Yazısında, 31 Mart seçimlerinden sonra AKP oylarında gözlenen düşüş ve CHP'nin yükselişine işaret etti. Taşgetiren, bu durumun ekonomik koşullar yanı sıra MHP ile olan ittifakın da AKP'ye "bedel" olarak döndüğünü öne sürdü. MHP'nin Türkiye siyasetindeki yerini ve toplumsal karşılığını analiz ederek, MHP'nin yüzde 7-10 arasında değişen bir oy potansiyeline sahip olduğunu, ancak milliyetçi düşüncelerin daha geniş bir toplumsal kabule sahip olduğunu ifade etti.
Ayrıca, AKP'nin "Milli Görüş gömleği"ni çıkarma sürecinden ve bu süreçte yaşanan ideolojik değişikliklerden bahsetti. Erdoğan'ın milliyetçi düşüncelerden tamamen uzaklaşmadığını, ancak AKP'nin başlangıçta geniş kitlelere açılma niyetiyle hareket ettiğini dile getirdi.
"Devlet Bahçeli’nin siyaseti sallayan son çıkışı, biraz da "Şayet, Ak Parti içinde bazılarının düşündüğü gibi Cumhur İttifakı’na ya da Tayyip Erdoğan’a yük isek, kenara çekilelim, Erdoğan isterse CHP ile birlikte hareket etsin, biz yine de Cumhur İttifakı’nı ve Cumhurbaşkanı Erdoğan’ı destekleriz" mealinde bir şeydi.
Erdoğan hemen arkasından "Cumhur İttifakı’na sahiplenen" bir açıklama yaptı. Bu açıklama Bahçeli’yi rahatlatmış mıdır bilmem.
Ama özellikle 31 Mart’ın ortaya koyduğu dramatik bir gerçek var ki o da Ak Parti oylarındaki düşüş, daha dramatik olan ise CHP’nin ardından "ikinci parti" haline geliştir.
Ak Parti oylarındaki düşüşte, ekonomik şartlar vs şüphesiz herkes tarafından önemseniyor, ama acaba MHP ile birlikteliğin getirdiği bir "bedel" de var mı?
Ak Parti içinde de parti zirvelerinde iş tutan epey önemli bir kesimin, bu kanaati paylaştığı bilgisi siyaset kulislerine yansıyor.

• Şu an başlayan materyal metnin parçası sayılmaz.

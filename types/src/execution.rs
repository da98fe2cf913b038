use crate::game::PlayerSession;
use bytes::{Buf, BufMut};
use commonware_codec::{Encode, EncodeSize, Error, Read, ReadExt, Write};
use commonware_cryptography::{
    ed25519::{self, PublicKey},
    sha256::{Digest, Sha256},
    Digestible, Hasher, Signer, Verifier,
};
use commonware_utils::union;

pub const NAMESPACE: &[u8] = b"_ENCWARS";
pub const TRANSACTION_SUFFIX: &[u8] = b"_TX";
pub const DECRYPTION_SUFFIX: &[u8] = b"_DECRYPT";

/// Address of a ledger instance. Grants are scoped to one or more addresses.
pub type Address = Digest;

#[inline]
pub fn transaction_namespace(namespace: &[u8]) -> Vec<u8> {
    union(namespace, TRANSACTION_SUFFIX)
}

#[inline]
pub fn decryption_namespace(namespace: &[u8]) -> Vec<u8> {
    union(namespace, DECRYPTION_SUFFIX)
}

/// Derives the address of a ledger deployment from its name.
pub fn ledger_address(name: &[u8]) -> Address {
    let mut hasher = Sha256::new();
    hasher.update(NAMESPACE);
    hasher.update(name);
    hasher.finalize()
}

#[derive(Clone, Debug, PartialEq, Eq)]
pub struct Transaction {
    pub nonce: u64,
    pub instruction: Instruction,

    pub public: ed25519::PublicKey,
    pub signature: ed25519::Signature,
}

impl Transaction {
    fn payload(nonce: &u64, instruction: &Instruction) -> Vec<u8> {
        let mut payload = Vec::new();
        nonce.write(&mut payload);
        instruction.write(&mut payload);

        payload
    }

    pub fn sign(private: &ed25519::PrivateKey, nonce: u64, instruction: Instruction) -> Self {
        let signature = private.sign(
            &transaction_namespace(NAMESPACE),
            &Self::payload(&nonce, &instruction),
        );

        Self {
            nonce,
            instruction,
            public: private.public_key(),
            signature,
        }
    }

    pub fn verify(&self) -> bool {
        self.public.verify(
            &transaction_namespace(NAMESPACE),
            &Self::payload(&self.nonce, &self.instruction),
            &self.signature,
        )
    }
}

impl Write for Transaction {
    fn write(&self, writer: &mut impl BufMut) {
        self.nonce.write(writer);
        self.instruction.write(writer);
        self.public.write(writer);
        self.signature.write(writer);
    }
}

impl Read for Transaction {
    type Cfg = ();

    fn read_cfg(reader: &mut impl Buf, _: &Self::Cfg) -> Result<Self, Error> {
        let nonce = u64::read(reader)?;
        let instruction = Instruction::read(reader)?;
        let public = ed25519::PublicKey::read(reader)?;
        let signature = ed25519::Signature::read(reader)?;

        Ok(Self {
            nonce,
            instruction,
            public,
            signature,
        })
    }
}

impl EncodeSize for Transaction {
    fn encode_size(&self) -> usize {
        self.nonce.encode_size()
            + self.instruction.encode_size()
            + self.public.encode_size()
            + self.signature.encode_size()
    }
}

impl Digestible for Transaction {
    type Digest = Digest;

    fn digest(&self) -> Digest {
        let mut hasher = Sha256::new();
        hasher.update(self.nonce.to_be_bytes().as_ref());
        hasher.update(self.instruction.encode().as_ref());
        hasher.update(self.public.as_ref());
        // Any valid signature is valid for the transaction, so it is not part of the digest.
        hasher.finalize()
    }
}

#[derive(Clone, Copy, Debug, PartialEq, Eq)]
pub enum Instruction {
    /// Start (or restart) the signer's game.
    /// Binary: [0]
    StartGame,

    /// Play the round with the given card index.
    /// Binary: [1] [index:u8]
    PlayRound { index: u8 },
}

impl Write for Instruction {
    fn write(&self, writer: &mut impl BufMut) {
        match self {
            Self::StartGame => 0u8.write(writer),
            Self::PlayRound { index } => {
                1u8.write(writer);
                index.write(writer);
            }
        }
    }
}

impl Read for Instruction {
    type Cfg = ();

    fn read_cfg(reader: &mut impl Buf, _: &Self::Cfg) -> Result<Self, Error> {
        let kind = u8::read(reader)?;
        match kind {
            0 => Ok(Self::StartGame),
            1 => Ok(Self::PlayRound {
                index: u8::read(reader)?,
            }),
            i => Err(Error::InvalidEnum(i)),
        }
    }
}

impl EncodeSize for Instruction {
    fn encode_size(&self) -> usize {
        1 + match self {
            Self::StartGame => 0,
            Self::PlayRound { .. } => 1,
        }
    }
}

/// Minimal account structure for transaction nonce tracking.
#[derive(Clone, Default, Eq, PartialEq, Debug)]
pub struct Account {
    pub nonce: u64,
}

impl Write for Account {
    fn write(&self, writer: &mut impl BufMut) {
        self.nonce.write(writer);
    }
}

impl Read for Account {
    type Cfg = ();

    fn read_cfg(reader: &mut impl Buf, _: &Self::Cfg) -> Result<Self, Error> {
        Ok(Self {
            nonce: u64::read(reader)?,
        })
    }
}

impl EncodeSize for Account {
    fn encode_size(&self) -> usize {
        self.nonce.encode_size()
    }
}

#[derive(Hash, Eq, PartialEq, Ord, PartialOrd, Clone, Debug)]
pub enum Key {
    /// Account for nonce tracking (tag 0)
    Account(PublicKey),
    /// Encrypted game session of an owner (tag 1)
    Session(PublicKey),
}

impl Write for Key {
    fn write(&self, writer: &mut impl BufMut) {
        match self {
            Self::Account(pk) => {
                0u8.write(writer);
                pk.write(writer);
            }
            Self::Session(pk) => {
                1u8.write(writer);
                pk.write(writer);
            }
        }
    }
}

impl Read for Key {
    type Cfg = ();

    fn read_cfg(reader: &mut impl Buf, _: &Self::Cfg) -> Result<Self, Error> {
        let kind = u8::read(reader)?;
        match kind {
            0 => Ok(Self::Account(PublicKey::read(reader)?)),
            1 => Ok(Self::Session(PublicKey::read(reader)?)),
            i => Err(Error::InvalidEnum(i)),
        }
    }
}

impl EncodeSize for Key {
    fn encode_size(&self) -> usize {
        1 + match self {
            Self::Account(pk) | Self::Session(pk) => pk.encode_size(),
        }
    }
}

#[derive(Clone, Eq, PartialEq, Debug)]
pub enum Value {
    /// Account for nonce tracking (tag 0)
    Account(Account),
    /// Encrypted game session (tag 1)
    Session(PlayerSession),
}

impl Write for Value {
    fn write(&self, writer: &mut impl BufMut) {
        match self {
            Self::Account(account) => {
                0u8.write(writer);
                account.write(writer);
            }
            Self::Session(session) => {
                1u8.write(writer);
                session.write(writer);
            }
        }
    }
}

impl Read for Value {
    type Cfg = ();

    fn read_cfg(reader: &mut impl Buf, _: &Self::Cfg) -> Result<Self, Error> {
        let kind = u8::read(reader)?;
        match kind {
            0 => Ok(Self::Account(Account::read(reader)?)),
            1 => Ok(Self::Session(PlayerSession::read(reader)?)),
            i => Err(Error::InvalidEnum(i)),
        }
    }
}

impl EncodeSize for Value {
    fn encode_size(&self) -> usize {
        1 + match self {
            Self::Account(account) => account.encode_size(),
            Self::Session(session) => session.encode_size(),
        }
    }
}

/// Ledger events. They carry metadata only, never handles or cleartext.
#[derive(Clone, Debug, PartialEq, Eq)]
pub enum Event {
    /// Binary: [0] [owner:PublicKey]
    GameStarted { owner: PublicKey },
    /// Binary: [1] [owner:PublicKey] [index:u8] [roundsPlayed:u8]
    RoundPlayed {
        owner: PublicKey,
        index: u8,
        rounds_played: u8,
    },
}

impl Write for Event {
    fn write(&self, writer: &mut impl BufMut) {
        match self {
            Self::GameStarted { owner } => {
                0u8.write(writer);
                owner.write(writer);
            }
            Self::RoundPlayed {
                owner,
                index,
                rounds_played,
            } => {
                1u8.write(writer);
                owner.write(writer);
                index.write(writer);
                rounds_played.write(writer);
            }
        }
    }
}

impl Read for Event {
    type Cfg = ();

    fn read_cfg(reader: &mut impl Buf, _: &Self::Cfg) -> Result<Self, Error> {
        let kind = u8::read(reader)?;
        match kind {
            0 => Ok(Self::GameStarted {
                owner: PublicKey::read(reader)?,
            }),
            1 => Ok(Self::RoundPlayed {
                owner: PublicKey::read(reader)?,
                index: u8::read(reader)?,
                rounds_played: u8::read(reader)?,
            }),
            i => Err(Error::InvalidEnum(i)),
        }
    }
}

impl EncodeSize for Event {
    fn encode_size(&self) -> usize {
        1 + match self {
            Self::GameStarted { owner } => owner.encode_size(),
            Self::RoundPlayed { owner, .. } => owner.encode_size() + 2,
        }
    }
}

Bu değerlendirmeler belli ki Bahçeli’nin kulağına kadar da geliyor. Bu açıdan "Şayet yük isek…" sözleri evhamdan ibaret değil.
Benim değerlendirmem ne?
Ben de zaman zaman MHP ile birlikteliğin Ak Parti’nin kimyasını etkilediğini yazarak geliyorum.
MHP, şüphesiz Türkiye siyasetinin önemli bir damarı. Belli bir toplumsal karşılığının bulunduğu açık. Ama o çizginin oy karşılığı da yüzde 7-10 arasında değişiyor. Bir "kitle partisi" olmadığı belli."